As described above, according to the present invention,
By laminating a plurality of semiconductor chips in one package, there is an advantage that a high-density packaged product can be provided in accordance with a demand for reduction in the size and weight of electronic devices. Furthermore, by providing an adhesive insulating material between the island and the semiconductor chip and dispersing an insulating filler having substantially the same particle size therein, the island and the semiconductor chip can be arranged in parallel, and the withstand voltage due to the oblique arrangement as in the related art can be achieved. The decrease can be suppressed.

The pressure resistance can be improved by providing an adhesive insulating material flowing out of the wide portion also between the holding tie bar extending from the wide portion and the semiconductor chip. By extending the holding tie bars from the four corners of the island, the island can be firmly held horizontally, and the island and the semiconductor chip can be further arranged in parallel.

By setting the wide portion to a width that allows the adhesive insulating material to be applied, the resin can be placed near the tie bar by a device such as a dispenser, and the insulating material can be placed on the tie bar by the flow of the chip pressing. .
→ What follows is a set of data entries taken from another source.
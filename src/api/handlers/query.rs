//! Read-only handlers: search, suggest and key lookups.

use std::sync::Arc;

use axum::{
    extract::{
        rejection::{JsonRejection, QueryRejection},
        Path, Query, State,
    },
    Json,
};

use crate::api::error::Result;
use crate::api::ApiState;
use crate::library::Access;
use crate::record::{bibtex, Record};
use crate::wire::{AccessParams, EntryResponse, KeysRequest, SearchParams, SuggestResponse};

fn access(params: &AccessParams) -> Access<'_> {
    Access::new(params.realm.as_deref(), params.token.as_deref())
}

/// Matching records as BibTeX.
pub async fn search(
    State(state): State<Arc<ApiState>>,
    params: std::result::Result<Query<SearchParams>, QueryRejection>,
) -> Result<String> {
    let Query(params) = params?;
    let who = Access::new(params.realm.as_deref(), params.token.as_deref());

    let found = state.library.search(who, &params.query).await?;
    Ok(bibtex::render_all(&found))
}

pub async fn suggest(
    State(state): State<Arc<ApiState>>,
    Path(key): Path<String>,
    params: std::result::Result<Query<AccessParams>, QueryRejection>,
) -> Result<Json<SuggestResponse>> {
    let Query(params) = params?;

    let entries = state.library.suggest(access(&params), &key).await?;
    Ok(Json(SuggestResponse {
        success: true,
        entries,
    }))
}

pub async fn entry(
    State(state): State<Arc<ApiState>>,
    Path(key): Path<String>,
    params: std::result::Result<Query<AccessParams>, QueryRejection>,
) -> Result<Json<EntryResponse>> {
    let Query(params) = params?;

    let entry = state.library.entry(access(&params), &key).await?;
    Ok(Json(EntryResponse { success: true, entry }))
}

/// One entry as BibTeX.
pub async fn bibentry(
    State(state): State<Arc<ApiState>>,
    Path(key): Path<String>,
    params: std::result::Result<Query<AccessParams>, QueryRejection>,
) -> Result<String> {
    let Query(params) = params?;

    let entry = state.library.entry(access(&params), &key).await?;
    Ok(bibtex::render(&entry))
}

/// Found records for a list of keys, concatenated as BibTeX.
pub async fn get_bibtex(
    State(state): State<Arc<ApiState>>,
    body: std::result::Result<Json<KeysRequest>, JsonRejection>,
) -> Result<String> {
    let Json(req) = body?;
    let who = Access::new(req.realm.as_deref(), req.token.as_deref());

    let found = state.library.get(who, &req.entries).await?;
    Ok(bibtex::render_all(found.iter().flatten()))
}

/// One slot per key, `null` where nothing matches.
pub async fn get_json(
    State(state): State<Arc<ApiState>>,
    body: std::result::Result<Json<KeysRequest>, JsonRejection>,
) -> Result<Json<Vec<Option<Record>>>> {
    let Json(req) = body?;
    let who = Access::new(req.realm.as_deref(), req.token.as_deref());

    Ok(Json(state.library.get(who, &req.entries).await?))
}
[Brief description of the drawings]

FIG. 1 is a plan view of a semiconductor device for describing the present invention.

FIG. 2 is a plan view of a semiconductor device for describing the present invention.
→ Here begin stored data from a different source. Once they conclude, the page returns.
//! Change detection for the local project.
//!
//! Digests of the requested key list and of the bibliography file are kept
//! next to the bibliography, so a project whose keys and file are unchanged
//! since the last successful sync skips the server round trip.

use std::ffi::OsString;
use std::fs;
use std::path::{Path, PathBuf};

use sha2::{Digest, Sha256};

use super::Result;

/// SHA-256 of `bytes`, hex encoded.
pub fn digest(bytes: &[u8]) -> String {
    hex::encode(Sha256::digest(bytes))
}

/// Order- and duplicate-insensitive digest of a key list.
pub fn keys_digest(keys: &[String]) -> String {
    let mut sorted: Vec<&str> = keys.iter().map(String::as_str).collect();
    sorted.sort_unstable();
    sorted.dedup();
    digest(sorted.join("\n").as_bytes())
}

fn sibling(path: &Path, suffix: &str) -> PathBuf {
    let mut name = path
        .file_name()
        .map(|n| n.to_os_string())
        .unwrap_or_else(|| OsString::from("references.bib"));
    name.push(suffix);
    path.with_file_name(name)
}

/// Digest files for one bibliography.
#[derive(Debug, Clone)]
pub struct ChangeCache {
    bib_path: PathBuf,
    keys_digest_path: PathBuf,
    bib_digest_path: PathBuf,
}

/// What changed since the last recorded sync.
#[derive(Debug, Clone, Copy, PartialEq, Eq)]
pub struct Changes {
    pub keys: bool,
    pub bibliography: bool,
}

impl ChangeCache {
    pub fn for_bibliography(bib_path: &Path) -> Self {
        Self {
            bib_path: bib_path.to_path_buf(),
            keys_digest_path: sibling(bib_path, ".keys.sha256"),
            bib_digest_path: sibling(bib_path, ".sha256"),
        }
    }

    fn stored(path: &Path) -> Option<String> {
        fs::read_to_string(path).ok().map(|s| s.trim().to_string())
    }

    fn current_bib_digest(&self) -> Result<Option<String>> {
        if !self.bib_path.exists() {
            return Ok(None);
        }
        Ok(Some(digest(&fs::read(&self.bib_path)?)))
    }

    /// Compare the key list and the bibliography with the recorded digests.
    ///
    /// A missing bibliography has nothing to push, so it never counts as
    /// changed.
    pub fn changes(&self, keys: &[String]) -> Result<Changes> {
        let keys = Self::stored(&self.keys_digest_path).as_deref() != Some(keys_digest(keys).as_str());

        let bibliography = match self.current_bib_digest()? {
            None => false,
            Some(current) => Self::stored(&self.bib_digest_path).as_deref() != Some(current.as_str()),
        };

        Ok(Changes { keys, bibliography })
    }

    /// Record the key list and the bibliography as synced.
    pub fn record(&self, keys: &[String]) -> Result<()> {
        fs::write(&self.keys_digest_path, keys_digest(keys))?;
        if let Some(current) = self.current_bib_digest()? {
            fs::write(&self.bib_digest_path, current)?;
        }
        Ok(())
    }
}

#[cfg(test)]
mod tests {
    use super::*;
    use tempfile::TempDir;

    fn keys(list: &[&str]) -> Vec<String> {
        list.iter().map(|s| s.to_string()).collect()
    }

    #[test]
    fn test_keys_digest_ignores_order_and_repeats() {
        assert_eq!(
            keys_digest(&keys(&["b", "a", "a"])),
            keys_digest(&keys(&["a", "b"]))
        );
        assert_ne!(keys_digest(&keys(&["a"])), keys_digest(&keys(&["a", "b"])));
    }

    #[test]
    fn test_first_run_then_unchanged_then_edited() {
        let temp = TempDir::new().unwrap();
        let bib = temp.path().join("refs.bib");
        fs::write(&bib, "@misc{a, title = {A}}\n").unwrap();
        let cache = ChangeCache::for_bibliography(&bib);
        let wanted = keys(&["a"]);

        assert_eq!(
            cache.changes(&wanted).unwrap(),
            Changes {
                keys: true,
                bibliography: true
            }
        );

        cache.record(&wanted).unwrap();
        assert!(temp.path().join("refs.bib.sha256").exists());
        assert!(temp.path().join("refs.bib.keys.sha256").exists());
        assert_eq!(
            cache.changes(&wanted).unwrap(),
            Changes {
                keys: false,
                bibliography: false
            }
        );

        fs::write(&bib, "@misc{a, title = {A2}}\n").unwrap();
        assert!(cache.changes(&wanted).unwrap().bibliography);
        assert!(cache.changes(&keys(&["a", "b"])).unwrap().keys);
    }

    #[test]
    fn test_missing_bibliography_has_nothing_to_push() {
        let temp = TempDir::new().unwrap();
        let cache = ChangeCache::for_bibliography(&temp.path().join("refs.bib"));

        let changes = cache.changes(&keys(&["a"])).unwrap();
        assert!(changes.keys);
        assert!(!changes.bibliography);
    }
}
FIG. 3 is a cross-sectional view for explaining a conventional example.

FIG. 4 is a plan view for explaining a conventional example.
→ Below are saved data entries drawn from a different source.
//! Minimal BibTeX reader and writer.
//!
//! Reads `@type{key, field = value, ...}` entries with brace, quote, number
//! and macro values (joined with `#`). `@string` definitions are expanded,
//! `@comment` and `@preamble` blocks are skipped. Whitespace runs inside
//! values collapse to a single space so a parse/render cycle is stable.
//!
//! `render` relies on `Record` only admitting keys, names and values that
//! this reader accepts back.

use std::collections::HashMap;

use thiserror::Error;

use super::entry::{normalize_value, Record, RecordError, DEFAULT_ENTRY_TYPE, ENTRYTYPE_FIELD, ID_FIELD};

/// Month abbreviations every BibTeX style predefines.
const MONTHS: &[(&str, &str)] = &[
    ("jan", "January"),
    ("feb", "February"),
    ("mar", "March"),
    ("apr", "April"),
    ("may", "May"),
    ("jun", "June"),
    ("jul", "July"),
    ("aug", "August"),
    ("sep", "September"),
    ("oct", "October"),
    ("nov", "November"),
    ("dec", "December"),
];

/// BibTeX parse errors.
#[derive(Debug, Error, Clone, PartialEq, Eq)]
pub enum BibtexError {
    #[error("line {line}: expected '{expected}', found {found}")]
    Expected {
        line: usize,
        expected: char,
        found: String,
    },

    #[error("line {line}: unexpected end of input")]
    UnexpectedEof { line: usize },

    #[error("line {line}: entry has no citation key")]
    MissingKey { line: usize },

    #[error("line {line}: invalid record: {source}")]
    InvalidRecord { line: usize, source: RecordError },
}

pub type Result<T> = std::result::Result<T, BibtexError>;

/// Parse a whole bibliography file.
pub fn parse(input: &str) -> Result<Vec<Record>> {
    Parser::new(input).entries()
}

/// Render one record as a BibTeX entry (with trailing newline).
pub fn render(record: &Record) -> String {
    let entry_type = record.entry_type().unwrap_or(DEFAULT_ENTRY_TYPE);
    let body = record
        .fields()
        .filter(|(name, _)| *name != ID_FIELD && *name != ENTRYTYPE_FIELD)
        .map(|(name, value)| format!(" {} = {{{}}}", name, value))
        .collect::<Vec<_>>();

    if body.is_empty() {
        format!("@{}{{{}\n}}\n", entry_type, record.id())
    } else {
        format!("@{}{{{},\n{}\n}}\n", entry_type, record.id(), body.join(",\n"))
    }
}

/// Render a list of records separated by blank lines.
pub fn render_all<'a>(records: impl IntoIterator<Item = &'a Record>) -> String {
    records.into_iter().map(render).collect::<Vec<_>>().join("\n")
}

struct Parser {
    chars: Vec<char>,
    pos: usize,
    line: usize,
    strings: HashMap<String, String>,
}

impl Parser {
    fn new(input: &str) -> Self {
        let strings = MONTHS
            .iter()
            .map(|(k, v)| (k.to_string(), v.to_string()))
            .collect();

        Self {
            chars: input.chars().collect(),
            pos: 0,
            line: 1,
            strings,
        }
    }

    fn entries(mut self) -> Result<Vec<Record>> {
        let mut records = Vec::new();

        while self.skip_to_at() {
            self.bump();
            let kind = self.identifier().to_lowercase();
            self.skip_ws();

            match kind.as_str() {
                "comment" => self.skip_block()?,
                "preamble" => self.skip_block()?,
                "string" => self.string_definition()?,
                _ => records.push(self.entry(kind)?),
            }
        }

        Ok(records)
    }

    fn entry(&mut self, entry_type: String) -> Result<Record> {
        let start_line = self.line;
        let close = self.open_delimiter()?;
        self.skip_ws();

        let key = self.take_while(|c| c != ',' && c != close && !c.is_whitespace());
        if key.is_empty() {
            return Err(BibtexError::MissingKey { line: start_line });
        }

        let mut fields = vec![
            (ID_FIELD.to_string(), key),
            (ENTRYTYPE_FIELD.to_string(), entry_type),
        ];

        loop {
            self.skip_ws();
            match self.peek() {
                Some(',') => {
                    self.bump();
                }
                Some(c) if c == close => {
                    self.bump();
                    break;
                }
                Some(_) => {
                    let (name, value) = self.field()?;
                    fields.push((name, value));
                }
                None => return Err(BibtexError::UnexpectedEof { line: self.line }),
            }
        }

        Record::from_fields(fields).map_err(|source| BibtexError::InvalidRecord {
            line: start_line,
            source,
        })
    }

    fn field(&mut self) -> Result<(String, String)> {
        let name = self.identifier();
        if name.is_empty() {
            return Err(self.expected('='));
        }
        self.skip_ws();
        if self.peek() != Some('=') {
            return Err(self.expected('='));
        }
        self.bump();
        let value = self.value()?;
        Ok((name, value))
    }

    fn string_definition(&mut self) -> Result<()> {
        let close = self.open_delimiter()?;
        self.skip_ws();
        let (name, value) = self.field()?;
        self.skip_ws();
        if self.peek() != Some(close) {
            return Err(self.expected(close));
        }
        self.bump();
        self.strings.insert(name.to_lowercase(), value);
        Ok(())
    }

    fn value(&mut self) -> Result<String> {
        let mut out = String::new();

        loop {
            self.skip_ws();
            match self.peek() {
                Some('{') => {
                    self.bump();
                    out.push_str(&self.braced()?);
                }
                Some('"') => {
                    self.bump();
                    out.push_str(&self.quoted()?);
                }
                Some(c) if c.is_ascii_digit() => {
                    out.push_str(&self.take_while(|c| c.is_ascii_digit()));
                }
                Some(_) => {
                    let name = self.identifier();
                    if name.is_empty() {
                        return Err(self.expected('{'));
                    }
                    let expanded = self
                        .strings
                        .get(&name.to_lowercase())
                        .cloned()
                        .unwrap_or(name);
                    out.push_str(&expanded);
                }
                None => return Err(BibtexError::UnexpectedEof { line: self.line }),
            }

            self.skip_ws();
            if self.peek() == Some('#') {
                self.bump();
            } else {
                break;
            }
        }

        Ok(normalize_value(&out))
    }

    /// Content of a `{...}` group; the opening brace is already consumed.
    fn braced(&mut self) -> Result<String> {
        let mut depth = 1usize;
        let mut out = String::new();

        while let Some(c) = self.bump() {
            match c {
                '{' => depth += 1,
                '}' => {
                    depth -= 1;
                    if depth == 0 {
                        return Ok(out);
                    }
                }
                _ => {}
            }
            out.push(c);
        }

        Err(BibtexError::UnexpectedEof { line: self.line })
    }

    /// Content of a `"..."` value; the opening quote is already consumed.
    fn quoted(&mut self) -> Result<String> {
        let mut depth = 0usize;
        let mut out = String::new();

        while let Some(c) = self.bump() {
            match c {
                '"' if depth == 0 => return Ok(out),
                '{' => depth += 1,
                '}' => depth = depth.saturating_sub(1),
                _ => {}
            }
            out.push(c);
        }

        Err(BibtexError::UnexpectedEof { line: self.line })
    }

    fn skip_block(&mut self) -> Result<()> {
        match self.peek() {
            Some('{') => {
                self.bump();
                self.braced().map(|_| ())
            }
            Some('(') => {
                self.bump();
                self.take_while(|c| c != ')');
                self.bump().map(|_| ()).ok_or(BibtexError::UnexpectedEof { line: self.line })
            }
            // `@comment` without a block comments out the rest of the line.
            _ => {
                self.take_while(|c| c != '\n');
                Ok(())
            }
        }
    }

    fn open_delimiter(&mut self) -> Result<char> {
        match self.bump() {
            Some('{') => Ok('}'),
            Some('(') => Ok(')'),
            Some(c) => Err(BibtexError::Expected {
                line: self.line,
                expected: '{',
                found: format!("'{}'", c),
            }),
            None => Err(BibtexError::UnexpectedEof { line: self.line }),
        }
    }

    fn identifier(&mut self) -> String {
        self.take_while(|c| c.is_alphanumeric() || "_-:.+/'".contains(c))
    }

    fn skip_to_at(&mut self) -> bool {
        self.take_while(|c| c != '@');
        self.peek().is_some()
    }

    fn skip_ws(&mut self) {
        self.take_while(char::is_whitespace);
    }

    fn take_while(&mut self, pred: impl Fn(char) -> bool) -> String {
        let mut out = String::new();
        while let Some(c) = self.peek() {
            if !pred(c) {
                break;
            }
            out.push(c);
            self.bump();
        }
        out
    }

    fn peek(&self) -> Option<char> {
        self.chars.get(self.pos).copied()
    }

    fn bump(&mut self) -> Option<char> {
        let c = self.peek()?;
        self.pos += 1;
        if c == '\n' {
            self.line += 1;
        }
        Some(c)
    }

    fn expected(&self, expected: char) -> BibtexError {
        match self.peek() {
            Some(c) => BibtexError::Expected {
                line: self.line,
                expected,
                found: format!("'{}'", c),
            },
            None => BibtexError::UnexpectedEof { line: self.line },
        }
    }
}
FIG. 5 is a sectional view for explaining a conventional example.

Claims (5)

[Claims] 1. A holding tie bar extending outward from one of a pair of opposite sides of an island, and a semiconductor having a size larger than the island size and mounted on a part of the holding tie bar. A chip, a lead terminal extending to at least the vicinity of the semiconductor chip located on the other side pair facing each other, a connecting means for electrically connecting the lead terminal and the semiconductor chip, and the semiconductor chip And a resin for sealing up to the periphery of the semiconductor chip, wherein an adhesive insulating material is provided between the island and the semiconductor chip, and an insulating filler having substantially the same particle size is dispersed therein. Semiconductor device. 2. A holding tie bar extending outward from one of a pair of opposite sides of an island, and a semiconductor having a size larger than the island size and mounted on a part of the holding tie bar. A chip, a lead terminal extending to at least the vicinity of the semiconductor chip located on the other side pair facing each other, a connecting means for electrically connecting the lead terminal and the semiconductor chip, and the semiconductor chip The holding tie bar extends from the one side parallel to the side of the semiconductor chip with a wide portion provided, and the island including the wide portion and the semiconductor An adhesive insulating material is provided between the chip and the semiconductor chip, and the adhesive insulating material is also provided between the holding tie bar extending from the wide portion and the semiconductor chip. Semiconductor device with the features. 3. The holding tie bar is provided on an island 4
The semiconductor device according to claim 1, wherein the semiconductor device extends from the corner. 4. The semiconductor device according to claim 2, wherein the wide portion has a width to which the adhesive insulating material can be applied. 5. The semiconductor device according to claim 1, wherein another semiconductor chip is mounted on said semiconductor chip.